===== RECORD EXCERPTS =====

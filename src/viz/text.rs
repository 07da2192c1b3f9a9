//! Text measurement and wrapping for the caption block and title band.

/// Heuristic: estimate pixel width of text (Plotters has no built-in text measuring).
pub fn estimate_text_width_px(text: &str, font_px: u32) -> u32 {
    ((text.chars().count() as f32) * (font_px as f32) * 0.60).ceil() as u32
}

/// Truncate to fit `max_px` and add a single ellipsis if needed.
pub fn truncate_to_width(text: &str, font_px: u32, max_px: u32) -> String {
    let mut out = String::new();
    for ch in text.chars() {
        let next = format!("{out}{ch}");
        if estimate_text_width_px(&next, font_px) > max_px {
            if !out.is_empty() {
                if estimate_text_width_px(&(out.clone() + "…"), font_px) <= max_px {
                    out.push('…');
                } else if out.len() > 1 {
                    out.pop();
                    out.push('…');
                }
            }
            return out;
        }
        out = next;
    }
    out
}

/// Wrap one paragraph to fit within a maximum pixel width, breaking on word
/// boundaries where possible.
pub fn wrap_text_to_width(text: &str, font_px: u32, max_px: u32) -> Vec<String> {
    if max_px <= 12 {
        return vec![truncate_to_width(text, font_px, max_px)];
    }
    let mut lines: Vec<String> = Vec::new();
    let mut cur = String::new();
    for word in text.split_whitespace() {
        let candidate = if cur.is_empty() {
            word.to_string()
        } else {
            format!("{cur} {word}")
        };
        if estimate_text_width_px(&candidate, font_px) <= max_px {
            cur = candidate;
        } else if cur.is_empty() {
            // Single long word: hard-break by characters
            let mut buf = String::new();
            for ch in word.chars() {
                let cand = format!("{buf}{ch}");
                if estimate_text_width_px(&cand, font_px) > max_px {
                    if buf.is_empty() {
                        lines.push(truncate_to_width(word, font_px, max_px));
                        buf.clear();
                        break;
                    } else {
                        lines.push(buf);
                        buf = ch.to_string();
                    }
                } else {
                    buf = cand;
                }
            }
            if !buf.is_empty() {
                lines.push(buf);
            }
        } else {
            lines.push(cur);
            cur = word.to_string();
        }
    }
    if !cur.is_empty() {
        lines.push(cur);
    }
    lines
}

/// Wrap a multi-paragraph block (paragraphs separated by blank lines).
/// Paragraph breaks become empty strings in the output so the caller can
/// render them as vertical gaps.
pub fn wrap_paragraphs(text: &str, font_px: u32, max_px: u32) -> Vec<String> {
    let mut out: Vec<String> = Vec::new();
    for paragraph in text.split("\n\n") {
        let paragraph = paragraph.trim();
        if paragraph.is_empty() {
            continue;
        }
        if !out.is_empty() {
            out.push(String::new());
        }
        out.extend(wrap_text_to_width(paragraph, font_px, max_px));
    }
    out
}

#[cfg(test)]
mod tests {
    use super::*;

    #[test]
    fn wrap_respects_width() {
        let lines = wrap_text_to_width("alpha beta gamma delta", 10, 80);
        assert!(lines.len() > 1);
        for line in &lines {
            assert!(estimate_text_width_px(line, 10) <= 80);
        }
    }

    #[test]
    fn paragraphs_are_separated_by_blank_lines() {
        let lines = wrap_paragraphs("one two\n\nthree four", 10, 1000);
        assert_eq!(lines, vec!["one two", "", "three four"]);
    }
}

=====

● YOUR GOAL:
The material above should be retyped in full, exactly as given.

● ANSWER FOR THIS EXERCISE:
filename src/viz/text.rs
repository 07da2192c1b3f9a9
//! Text measurement and wrapping for the caption block and title band.

/// Heuristic: estimate pixel width of text (Plotters has no built-in text measuring).
pub fn estimate_text_width_px(text: &str, font_px: u32) -> u32 {
    ((text.chars().count() as f32) * (font_px as f32) * 0.60).ceil() as u32
}

/// Truncate to fit `max_px` and add a single ellipsis if needed.
pub fn truncate_to_width(text: &str, font_px: u32, max_px: u32) -> String {
    let mut out = String::new();
    for ch in text.chars() {
        let next = format!("{out}{ch}");
        if estimate_text_width_px(&next, font_px) > max_px {
            if !out.is_empty() {
                if estimate_text_width_px(&(out.clone() + "…"), font_px) <= max_px {
                    out.push('…');
                } else if out.len() > 1 {
                    out.pop();
                    out.push('…');
                }
            }
            return out;
        }
        out = next;
    }
    out
}

/// Wrap one paragraph to fit within a maximum pixel width, breaking on word
/// boundaries where possible.
pub fn wrap_text_to_width(text: &str, font_px: u32, max_px: u32) -> Vec<String> {
    if max_px <= 12 {
        return vec![truncate_to_width(text, font_px, max_px)];
    }
    let mut lines: Vec<String> = Vec::new();
    let mut cur = String::new();
    for word in text.split_whitespace() {
        let candidate = if cur.is_empty() {
            word.to_string()
        } else {
            format!("{cur} {word}")
        };
        if estimate_text_width_px(&candidate, font_px) <= max_px {
            cur = candidate;
        } else if cur.is_empty() {
            // Single long word: hard-break by characters
            let mut buf = String::new();
            for ch in word.chars() {
                let cand = format!("{buf}{ch}");
                if estimate_text_width_px(&cand, font_px) > max_px {
                    if buf.is_empty() {
                        lines.push(truncate_to_width(word, font_px, max_px));
                        buf.clear();
                        break;
                    } else {
                        lines.push(buf);
                        buf = ch.to_string();
                    }
                } else {
                    buf = cand;
                }
            }
            if !buf.is_empty() {
                lines.push(buf);
            }
        } else {
            lines.push(cur);
            cur = word.to_string();
        }
    }
    if !cur.is_empty() {
        lines.push(cur);
    }
    lines
}

/// Wrap a multi-paragraph block (paragraphs separated by blank lines).
/// Paragraph breaks become empty strings in the output so the caller can
/// render them as vertical gaps.
pub fn wrap_paragraphs(text: &str, font_px: u32, max_px: u32) -> Vec<String> {
    let mut out: Vec<String> = Vec::new();
    for paragraph in text.split("\n\n") {
        let paragraph = paragraph.trim();
        if paragraph.is_empty() {
            continue;
        }
        if !out.is_empty() {
            out.push(String::new());
        }
        out.extend(wrap_text_to_width(paragraph, font_px, max_px));
    }
    out
}

#[cfg(test)]
mod tests {
    use super::*;

    #[test]
    fn wrap_respects_width() {
        let lines = wrap_text_to_width("alpha beta gamma delta", 10, 80);
        assert!(lines.len() > 1);
        for line in &lines {
            assert!(estimate_text_width_px(line, 10) <= 80);
        }
    }

    #[test]
    fn paragraphs_are_separated_by_blank_lines() {
        let lines = wrap_paragraphs("one two\n\nthree four", 10, 1000);
        assert_eq!(lines, vec!["one two", "", "three four"]);
    }
}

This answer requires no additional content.